Now, let’s encode our labels and transform our images to jnp tensors:

train_images = jnp.reshape(train_images, (len(train_images), num_pixels))
train_labels = one_hot(train_labels, num_labels)test_images = jnp.reshape(test_images, (len(test_images), num_pixels))
test_labels = one_hot(test_labels, num_labels)

Finally, we will define a function that will yield batches of data for us to use on the training loop:

def get_train_batches(batch_size):
    """
    This function loads the MNIST and returns a batch of images given the batch size
    
    batch_size: integer
        The batch size, i.e, the number of images to be retrieved at each step
    
    """
    ds = tfds.load(name='mnist', split='train', as_supervised=True, data_dir=data_dir)
    ds = ds.batch(batch_size).prefetch(1)
    return tfds.as_numpy(ds)

Now that our data is ready, let’s start our implementation.

Initializing the Parameters

First, we will initialize the weights for each layer of our MLP. For this post, we will start them randomly. To do that, we must use the Pseudo-Random Number Generators Key to guarantee that all of our executions will be reproducible.
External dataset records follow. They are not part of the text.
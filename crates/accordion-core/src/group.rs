//! Headless Group
//!
//! Data-driven accordion for callers without a UI runtime: validation of
//! page content, server-side rendering decisions, and tests.

use std::collections::HashSet;

use serde::{Deserialize, Serialize};

use crate::error::{AccordionError, Result};
use crate::id::ItemId;
use crate::state::{AccordionConfig, AccordionState, PanelState, Transition};

/// Reject duplicate identifiers. Returns the first repeated id.
pub fn validate_unique<'a>(ids: impl IntoIterator<Item = &'a ItemId>) -> Result<()> {
    let mut seen = HashSet::new();
    for id in ids {
        if !seen.insert(id) {
            return Err(AccordionError::DuplicateItem(id.clone()));
        }
    }
    Ok(())
}

#[derive(Clone, Debug)]
struct Entry {
    id: ItemId,
    label: String,
    body: String,
}

/// Point-in-time view of one panel
#[derive(Clone, Debug, PartialEq, Eq, Serialize, Deserialize)]
pub struct PanelSnapshot {
    pub id: ItemId,
    pub label: String,
    pub body: String,
    pub state: PanelState,
}

/// One accordion instance: an ordered list of items and the state they share
#[derive(Clone, Debug)]
pub struct AccordionGroup {
    entries: Vec<Entry>,
    state: AccordionState,
}

impl AccordionGroup {
    /// Build from `(identifier, trigger label, content body)` entries.
    ///
    /// Fails fast on duplicate identifiers.
    pub fn new<I, L, B>(entries: impl IntoIterator<Item = (I, L, B)>, config: AccordionConfig) -> Result<Self>
    where
        I: Into<ItemId>,
        L: Into<String>,
        B: Into<String>,
    {
        let entries: Vec<Entry> = entries
            .into_iter()
            .map(|(id, label, body)| Entry {
                id: id.into(),
                label: label.into(),
                body: body.into(),
            })
            .collect();

        validate_unique(entries.iter().map(|e| &e.id))?;

        Ok(Self {
            entries,
            state: AccordionState::new(config),
        })
    }

    pub fn len(&self) -> usize {
        self.entries.len()
    }

    pub fn is_empty(&self) -> bool {
        self.entries.is_empty()
    }

    pub fn ids(&self) -> impl Iterator<Item = &ItemId> {
        self.entries.iter().map(|e| &e.id)
    }

    pub fn contains(&self, id: &ItemId) -> bool {
        self.entries.iter().any(|e| &e.id == id)
    }

    pub const fn state(&self) -> &AccordionState {
        &self.state
    }

    pub const fn active(&self) -> Option<&ItemId> {
        self.state.active()
    }

    pub fn toggle(&mut self, id: impl Into<ItemId>) -> Transition {
        self.state.toggle(id.into())
    }

    pub fn panel_state(&self, id: &ItemId) -> PanelState {
        self.state.panel_state(id)
    }

    /// Panels that are open and actually rendered by this group
    pub fn open_count(&self) -> usize {
        self.entries
            .iter()
            .filter(|e| self.state.is_open(&e.id))
            .count()
    }

    /// Ordered snapshot of every panel
    pub fn panels(&self) -> Vec<PanelSnapshot> {
        self.entries
            .iter()
            .map(|e| PanelSnapshot {
                id: e.id.clone(),
                label: e.label.clone(),
                body: e.body.clone(),
                state: self.state.panel_state(&e.id),
            })
            .collect()
    }
}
def random_layer_params(m, n, key, scale=1e-2):
    """
    This function returns two matrices, a W matrix with shape (n, m) and a b matrix with shape (n,)
    
    m: integer
        The first dimension of the W matrix
    n: integer
        The second dimension of the b matrix
    key: PRNGKey
        A Jax PRNGKey
    scale: float, optional(default=1e-2)
        The scale of the random numbers on the matrices
    """
    # Split our key into two new keys, one for each matrix
    w_key, b_key = random.split(key, num=2)
    return scale * random.normal(w_key, (m,n)), scale * random.normal(b_key, (n,))
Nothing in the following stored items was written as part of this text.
//! # accordion-core
//!
//! Framework-free state for a single-expansion accordion.
//!
//! ## Architecture
//!
//! ```text
//! ┌──────────────────────────────────────────────────────────────┐
//! │                      Group (one per accordion)               │
//! │  ┌──────────────────────┐                                    │
//! │  │   AccordionState     │◀── toggle(id) ── Trigger           │
//! │  │   active: Option<Id> │                                    │
//! │  └──────────┬───────────┘                                    │
//! │             │ is_open(id)                                    │
//! │     ┌───────┴────────┐                                       │
//! │  ItemScope(A)     ItemScope(B)   ... one binding per panel   │
//! │  Trigger + Pane   Trigger + Pane                             │
//! └──────────────────────────────────────────────────────────────┘
//! ```
//!
//! Triggers and panes never reference each other. Both read the group's
//! state and their own `ItemScope`, and derive the same `PanelState`.
//!
//! UI frameworks wrap `AccordionState` in their own reactive cell; the
//! headless `AccordionGroup` drives it directly for data-driven callers.

pub mod error;
pub mod group;
pub mod id;
pub mod scope;
pub mod state;

pub use error::{AccordionError, Result};
pub use group::{AccordionGroup, PanelSnapshot, validate_unique};
pub use id::ItemId;
pub use scope::ItemScope;
pub use state::{AccordionConfig, AccordionState, ExpansionMode, PanelState, Transition};
//! Main App Component

use leptos::prelude::*;
use leptos_router::{components::*, path};

use crate::pages::LandingPage;

/// Root application component
#[component]
pub fn App() -> impl IntoView {
    view! {
        <Router>
            <main class="app">
                <Routes fallback=|| view! { <p>"Page not found"</p> }>
                    <Route path=path!("/") view=LandingPage />
                </Routes>
            </main>
        </Router>
    }
}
This method receives the number of neurons for that layer and the number of neurons for the layer after it. Also, we pass the key so we can split it.
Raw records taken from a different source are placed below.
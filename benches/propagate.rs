//! Benchmarks for the ancestor-walk propagation and child scoring.

use std::hint::black_box;

use criterion::{criterion_group, criterion_main, Criterion};
use uct_tree::{NodeId, SearchTree};

fn deep_chain(depth: usize) -> (SearchTree<usize>, NodeId) {
    let mut tree = SearchTree::new();
    let mut cursor = tree.alloc(0);
    for level in 1..=depth {
        let next = tree.alloc(level);
        tree.attach(next, cursor).unwrap();
        cursor = next;
    }
    (tree, cursor)
}

fn wide_root(children: usize) -> (SearchTree<usize>, NodeId) {
    let mut tree = SearchTree::new();
    let root = tree.alloc(0);
    for i in 1..=children {
        let child = tree.alloc(i);
        tree.attach(child, root).unwrap();
        tree.credit_reward(child, i as f64);
        tree.record_visit(child);
    }
    (tree, root)
}

fn bench_credit_reward(c: &mut Criterion) {
    let (mut tree, leaf) = deep_chain(1024);
    c.bench_function("credit_reward_depth_1024", |b| {
        b.iter(|| tree.credit_reward(black_box(leaf), black_box(1.0)));
    });
}

fn bench_record_visit(c: &mut Criterion) {
    let (mut tree, leaf) = deep_chain(1024);
    c.bench_function("record_visit_depth_1024", |b| {
        b.iter(|| tree.record_visit(black_box(leaf)));
    });
}

fn bench_child_scores(c: &mut Criterion) {
    let (tree, root) = wide_root(256);
    c.bench_function("child_scores_256", |b| {
        b.iter(|| black_box(tree.child_scores(black_box(root))));
    });
}

criterion_group!(
    benches,
    bench_credit_reward,
    bench_record_visit,
    bench_child_scores
);
criterion_main!(benches);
Now, let’s create a function that receives a list with the sizes of the layers (the number of neurons) and uses that random layer generator to populate all the layers with random weights:

def init_network_params(layers_sizes, key):
    """
    Given a list of weights for a neural network, initializes the weights of the network
    
    layers_sizes: list of integers
        The number of neurons on each layer of the network
    key: PRNGKey
        A Jax PRNGKey
    """
    # Generate one subkey for layer in the network
    keys = random.split(key, len(layers_sizes))
    return [random_layer_params(m, n, k) for m, n, k in zip(layers_sizes[:-1], layers_sizes[1:], keys)]

Prediction Function

Now we will create a function that, given an image and the weights, will output a prediction. For that, we will first define a ReLU function:

def relu(x):
    return jnp.maximum(0, x)

Now, for every layer we must apply the weights to the image, sum up the bias, apply the ReLU to the result and propagate that activation for the next layers, so the method will look something like this:

def predict(params, x):
    """
    Function to generate a prediction given weights and the activation
    
    params: list of matrices
        The weights for every layer of the network, including the bias
    x: matrix
        The activation, or the features, to be predicted
    """
    activations = x
    
    for w, b in params[:-1]:
        output = jnp.dot(w.T, activations) + b
        activations = relu(output)
        
    final_w, final_b = params[-1]
    logits = jnp.dot(final_w.T, activations) + final_b
    
    return logits - logsumexp(logits)

Now, notice that we created this function in a way that it will work for only one image at a time. We cannot pass a batch of 100 images to this because the dot product will break because the shapes will not match.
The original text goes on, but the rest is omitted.